Below are some entries. Count the lines where "DirectoryError" appears and state only that number.
+===+
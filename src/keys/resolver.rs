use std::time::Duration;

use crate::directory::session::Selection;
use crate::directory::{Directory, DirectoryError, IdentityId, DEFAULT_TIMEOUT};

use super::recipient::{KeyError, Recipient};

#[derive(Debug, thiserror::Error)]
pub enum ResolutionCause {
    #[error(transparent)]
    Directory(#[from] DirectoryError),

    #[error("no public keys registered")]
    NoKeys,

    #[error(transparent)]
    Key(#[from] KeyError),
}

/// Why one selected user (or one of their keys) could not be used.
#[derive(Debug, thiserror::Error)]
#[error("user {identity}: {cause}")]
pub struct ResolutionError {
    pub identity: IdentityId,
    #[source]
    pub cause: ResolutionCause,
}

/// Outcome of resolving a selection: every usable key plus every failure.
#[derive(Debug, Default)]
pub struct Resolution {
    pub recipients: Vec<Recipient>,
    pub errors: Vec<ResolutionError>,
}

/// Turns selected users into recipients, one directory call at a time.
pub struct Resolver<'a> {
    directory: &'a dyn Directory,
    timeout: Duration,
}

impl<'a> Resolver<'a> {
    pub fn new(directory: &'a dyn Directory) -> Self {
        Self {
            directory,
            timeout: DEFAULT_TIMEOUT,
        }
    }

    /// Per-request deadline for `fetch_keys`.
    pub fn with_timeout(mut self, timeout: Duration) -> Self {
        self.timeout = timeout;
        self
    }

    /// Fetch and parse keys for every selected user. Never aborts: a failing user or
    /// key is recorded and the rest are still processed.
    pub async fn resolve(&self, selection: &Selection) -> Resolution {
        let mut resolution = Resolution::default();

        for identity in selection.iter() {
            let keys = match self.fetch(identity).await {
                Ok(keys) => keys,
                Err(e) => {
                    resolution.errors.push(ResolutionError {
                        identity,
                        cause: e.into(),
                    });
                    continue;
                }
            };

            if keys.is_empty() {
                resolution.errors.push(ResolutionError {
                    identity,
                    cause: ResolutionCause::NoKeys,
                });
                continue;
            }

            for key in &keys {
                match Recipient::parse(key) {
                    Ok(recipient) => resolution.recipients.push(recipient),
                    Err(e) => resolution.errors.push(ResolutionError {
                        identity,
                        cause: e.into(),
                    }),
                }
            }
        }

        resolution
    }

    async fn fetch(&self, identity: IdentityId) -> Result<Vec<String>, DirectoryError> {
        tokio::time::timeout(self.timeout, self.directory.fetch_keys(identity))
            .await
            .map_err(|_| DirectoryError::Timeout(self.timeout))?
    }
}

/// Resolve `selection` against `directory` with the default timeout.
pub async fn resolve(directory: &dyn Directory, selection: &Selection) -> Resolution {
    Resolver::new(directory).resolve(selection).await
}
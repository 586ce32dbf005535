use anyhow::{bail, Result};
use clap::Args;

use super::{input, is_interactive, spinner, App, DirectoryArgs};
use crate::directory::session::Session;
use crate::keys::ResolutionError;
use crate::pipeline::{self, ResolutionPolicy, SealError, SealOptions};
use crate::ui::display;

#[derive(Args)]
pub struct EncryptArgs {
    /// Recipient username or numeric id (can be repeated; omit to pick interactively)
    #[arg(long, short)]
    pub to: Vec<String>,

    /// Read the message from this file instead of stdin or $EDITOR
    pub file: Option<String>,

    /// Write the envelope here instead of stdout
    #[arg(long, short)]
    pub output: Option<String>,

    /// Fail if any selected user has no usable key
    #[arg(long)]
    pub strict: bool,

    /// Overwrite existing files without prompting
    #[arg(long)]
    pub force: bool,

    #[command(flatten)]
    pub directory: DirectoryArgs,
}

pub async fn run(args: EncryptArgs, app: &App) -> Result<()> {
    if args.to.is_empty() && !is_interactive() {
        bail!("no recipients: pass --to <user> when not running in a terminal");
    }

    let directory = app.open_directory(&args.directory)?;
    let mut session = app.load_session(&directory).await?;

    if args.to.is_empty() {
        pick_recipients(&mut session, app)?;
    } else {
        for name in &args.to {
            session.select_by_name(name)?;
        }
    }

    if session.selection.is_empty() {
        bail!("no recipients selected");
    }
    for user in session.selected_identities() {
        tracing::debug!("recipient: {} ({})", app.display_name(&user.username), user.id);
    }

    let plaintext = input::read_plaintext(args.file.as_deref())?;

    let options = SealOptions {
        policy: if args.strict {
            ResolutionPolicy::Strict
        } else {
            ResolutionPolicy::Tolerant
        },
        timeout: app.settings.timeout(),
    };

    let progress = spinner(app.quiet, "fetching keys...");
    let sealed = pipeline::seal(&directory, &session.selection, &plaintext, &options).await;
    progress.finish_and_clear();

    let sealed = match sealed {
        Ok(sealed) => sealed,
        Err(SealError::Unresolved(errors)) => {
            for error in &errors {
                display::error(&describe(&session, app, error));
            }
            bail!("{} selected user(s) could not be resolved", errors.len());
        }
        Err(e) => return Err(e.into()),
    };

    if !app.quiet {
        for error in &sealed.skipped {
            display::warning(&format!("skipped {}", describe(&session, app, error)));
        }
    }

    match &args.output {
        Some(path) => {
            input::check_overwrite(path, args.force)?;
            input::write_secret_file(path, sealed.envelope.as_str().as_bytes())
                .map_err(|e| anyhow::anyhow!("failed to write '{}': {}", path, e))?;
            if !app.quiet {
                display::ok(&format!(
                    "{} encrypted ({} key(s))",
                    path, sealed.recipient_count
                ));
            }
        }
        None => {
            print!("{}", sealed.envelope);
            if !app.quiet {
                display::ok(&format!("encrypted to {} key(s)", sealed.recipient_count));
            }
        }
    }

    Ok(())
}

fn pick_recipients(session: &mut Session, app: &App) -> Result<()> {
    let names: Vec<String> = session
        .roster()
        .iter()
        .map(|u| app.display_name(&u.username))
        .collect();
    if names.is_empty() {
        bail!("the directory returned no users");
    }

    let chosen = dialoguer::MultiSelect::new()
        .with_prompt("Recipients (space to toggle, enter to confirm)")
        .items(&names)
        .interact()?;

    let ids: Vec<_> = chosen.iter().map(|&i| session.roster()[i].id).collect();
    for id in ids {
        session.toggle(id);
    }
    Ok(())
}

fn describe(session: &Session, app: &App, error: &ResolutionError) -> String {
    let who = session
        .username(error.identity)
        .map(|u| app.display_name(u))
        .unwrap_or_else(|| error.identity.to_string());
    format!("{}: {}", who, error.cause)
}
+===+
Answer - 4